Retype every line of the records exactly.

** Supplied material follows **

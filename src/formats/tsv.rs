use csv::WriterBuilder;

use crate::{
    config::TsvCfg,
    error::{CaptionError, CaptionResult},
    formats::time::{format_vtt_timestamp, secs_to_ms},
    model::{DisplaySegment, Transcript},
};

pub fn write_tsv(t: &Transcript, cfg: &TsvCfg) -> CaptionResult<String> {
    let mut wtr = WriterBuilder::new().delimiter(b'\t').from_writer(vec![]);

    wtr.write_record(&cfg.columns)?;

    for seg in &t.segments {
        let row: Vec<String> = cfg
            .columns
            .iter()
            .map(|c| value_for_column(c, seg, cfg))
            .collect();
        wtr.write_record(&row)?;
    }

    let data = wtr.into_inner().map_err(|e| render_err(e.to_string()))?;
    String::from_utf8(data).map_err(|e| render_err(e.to_string()))
}

fn render_err(reason: String) -> CaptionError {
    CaptionError::Render {
        format: "tsv",
        reason,
    }
}

fn value_for_column(col: &str, seg: &DisplaySegment, cfg: &TsvCfg) -> String {
    match col {
        "start" => fmt_time(seg.start, cfg),
        "end" => fmt_time(seg.end(), cfg),
        "duration" => fmt_time(seg.duration, cfg),
        "text" => seg.text.clone(),
        "sources" => seg
            .source_segments
            .iter()
            .map(usize::to_string)
            .collect::<Vec<_>>()
            .join(","),
        _ => String::new(),
    }
}

fn fmt_time(secs: f64, cfg: &TsvCfg) -> String {
    match cfg.time_units.as_str() {
        "ms" => secs_to_ms(secs).to_string(),
        "timestamp" => format_vtt_timestamp(secs_to_ms(secs)),
        _ => format!("{secs:.3}"),
    }
}

#[cfg(test)]
mod tests {
    use super::*;

    #[test]
    fn writes_configured_columns() {
        let t = Transcript::new(vec![DisplaySegment {
            start: 1.5,
            duration: 2.0,
            text: "hi there".to_owned(),
            source_segments: vec![3, 4],
        }]);
        let out = write_tsv(&t, &TsvCfg::default()).unwrap();
        assert_eq!(out, "start\tend\ttext\tsources\n1.500\t3.500\thi there\t3,4\n");

        let cfg = TsvCfg {
            time_units: "ms".to_owned(),
            columns: vec!["start".to_owned(), "duration".to_owned()],
        };
        assert_eq!(write_tsv(&t, &cfg).unwrap(), "start\tduration\n1500\t2000\n");
    }
}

** End of Supplied material **

- Exercise answer -
filename src/formats/tsv.rs
use csv::WriterBuilder;

use crate::{
    config::TsvCfg,
    error::{CaptionError, CaptionResult},
    formats::time::{format_vtt_timestamp, secs_to_ms},
    model::{DisplaySegment, Transcript},
};

pub fn write_tsv(t: &Transcript, cfg: &TsvCfg) -> CaptionResult<String> {
    let mut wtr = WriterBuilder::new().delimiter(b'\t').from_writer(vec![]);

    wtr.write_record(&cfg.columns)?;

    for seg in &t.segments {
        let row: Vec<String> = cfg
            .columns
            .iter()
            .map(|c| value_for_column(c, seg, cfg))
            .collect();
        wtr.write_record(&row)?;
    }

    let data = wtr.into_inner().map_err(|e| render_err(e.to_string()))?;
    String::from_utf8(data).map_err(|e| render_err(e.to_string()))
}

fn render_err(reason: String) -> CaptionError {
    CaptionError::Render {
        format: "tsv",
        reason,
    }
}

fn value_for_column(col: &str, seg: &DisplaySegment, cfg: &TsvCfg) -> String {
    match col {
        "start" => fmt_time(seg.start, cfg),
        "end" => fmt_time(seg.end(), cfg),
        "duration" => fmt_time(seg.duration, cfg),
        "text" => seg.text.clone(),
        "sources" => seg
            .source_segments
            .iter()
            .map(usize::to_string)
            .collect::<Vec<_>>()
            .join(","),
        _ => String::new(),
    }
}

fn fmt_time(secs: f64, cfg: &TsvCfg) -> String {
    match cfg.time_units.as_str() {
        "ms" => secs_to_ms(secs).to_string(),
        "timestamp" => format_vtt_timestamp(secs_to_ms(secs)),
        _ => format!("{secs:.3}"),
    }
}

#[cfg(test)]
mod tests {
    use super::*;

    #[test]
    fn writes_configured_columns() {
        let t = Transcript::new(vec![DisplaySegment {
            start: 1.5,
            duration: 2.0,
            text: "hi there".to_owned(),
            source_segments: vec![3, 4],
        }]);
        let out = write_tsv(&t, &TsvCfg::default()).unwrap();
        assert_eq!(out, "start\tend\ttext\tsources\n1.500\t3.500\thi there\t3,4\n");

        let cfg = TsvCfg {
            time_units: "ms".to_owned(),
            columns: vec!["start".to_owned(), "duration".to_owned()],
        };
        assert_eq!(write_tsv(&t, &cfg).unwrap(), "start\tduration\n1500\t2000\n");
    }
}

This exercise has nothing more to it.